I am feeling neither kindly nor eccentric today. Yesterday, in great confusion, I finished Sue Miller's skilled, flawed. breath-taking novel "Lost in the Forest." I opened it up, fell right into its furious rhythms, and didn't emerge until a day later. So much of it is wonderful: how it nails a particularly middle-class culture in the Napa Valley, how it shows how two adults can think they're grown-up parents but be completly oblivious to the pain of their teenage daughter, how awful that daughter can be after her stepfather is killed in a car accident...
and yes, there are spoilers galore in this post.

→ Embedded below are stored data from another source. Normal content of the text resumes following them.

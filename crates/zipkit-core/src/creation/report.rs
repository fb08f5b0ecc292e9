//! Archive creation operation reporting.

use std::time::Duration;

/// Report of an archive creation operation.
///
/// # Examples
///
/// ```
/// use zipkit_core::creation::CreationReport;
///
/// let mut report = CreationReport::default();
/// report.files_added = 10;
/// report.bytes_written = 1024;
/// report.bytes_compressed = 512;
///
/// assert_eq!(report.compression_ratio(), 2.0);
/// assert_eq!(report.compression_percentage(), 50.0);
/// ```
#[derive(Debug, Clone, Default)]
pub struct CreationReport {
    /// Number of files added to the archive.
    pub files_added: usize,

    /// Number of directory entries added to the archive.
    pub directories_added: usize,

    /// Total bytes read from source files (uncompressed).
    pub bytes_written: u64,

    /// Size of the finished archive file.
    pub bytes_compressed: u64,

    /// Whether entries were AES encrypted.
    pub encrypted: bool,

    /// Duration of the creation operation.
    pub duration: Duration,

    /// Number of entries skipped (symlinks, unreadable directories).
    pub files_skipped: usize,

    /// Warnings generated during creation.
    pub warnings: Vec<String>,
}

impl CreationReport {
    /// Creates a new empty creation report.
    #[must_use]
    pub fn new() -> Self {
        Self::default()
    }

    /// Adds a warning message to the report.
    ///
    /// ```
    /// use zipkit_core::creation::CreationReport;
    ///
    /// let mut report = CreationReport::new();
    /// report.add_warning("Skipped unreadable directory: /data/private");
    /// assert!(report.has_warnings());
    /// ```
    pub fn add_warning(&mut self, msg: impl Into<String>) {
        self.warnings.push(msg.into());
    }

    /// Returns whether any warnings were generated.
    #[must_use]
    pub fn has_warnings(&self) -> bool {
        !self.warnings.is_empty()
    }

    /// Returns the compression ratio (uncompressed / compressed).
    ///
    /// Returns 0.0 if either size is 0.
    #[must_use]
    pub fn compression_ratio(&self) -> f64 {
        if self.bytes_compressed == 0 || self.bytes_written == 0 {
            return 0.0;
        }
        self.bytes_written as f64 / self.bytes_compressed as f64
    }

    /// Returns the compression percentage (space saved).
    ///
    /// Returns 0.0 if nothing was written or the archive grew.
    #[must_use]
    pub fn compression_percentage(&self) -> f64 {
        if self.bytes_written == 0 {
            return 0.0;
        }
        if self.bytes_compressed == 0 {
            return 100.0;
        }
        let saved = self.bytes_written.saturating_sub(self.bytes_compressed);
        (saved as f64 / self.bytes_written as f64) * 100.0
    }

    /// Returns total number of entries added.
    #[must_use]
    pub fn total_items(&self) -> usize {
        self.files_added + self.directories_added
    }
}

The girl, the grief-stricken, awkward, 15-year-old girl turns to petty thievery from her mother's bookstore, which leads, unwittingly, to sexual encounters with her mother's best friend's husband, a man three times her age, a broken-bodied stuntman turned woodworker. The girl likes the attention, likes the sex (which is focused on her, not on him), and yet it's a kind of trap, a fairy tale trap, from which she is rescued by her father, who finally grows the hell up, confronts her, but never tells her mother, or the wife, or anyone else.
And no, the cops are not called. And no, the girl isn't ruined for life. So it isn't a Lifetime movie. And..I'm not asking it to be Lifetime movie. But the truth remains: the guy who "awakened" this 15-year-old girl? He's a sexual predator. So while the girl is rescued by her father, and, to some degree, her own actions, the fact that both the girl and the father choose to keep this a "private matter" means...they are actually exposing another girl, perhaps not so savvy, not so lucky to have a good father, to the wiles of this guy. In a fairy tale, you vanquish the monster. In this contemporary novel, he gets to come to dinner and make small talk.
It bothers me. I really liked the style of this novel, the pace, the pulse, the empathy, the beautiful details about the griefstricken. While not all characters are fully drawn, each character is complex. But I think we're supposed to approve of this private solution, and not see the sexually awakened daughter and her father as...well, two more co-conspirators in the sexual predator's racket.
Maybe we're not supposd to approve of it, and that's the point of the book...that as likable as these characters are, they're also people who don't want to rock the boat. And that is the mark, for me, of a good book, where you're not even quite sure if there is a single "message."
But I'd sure like to see that guy in jail.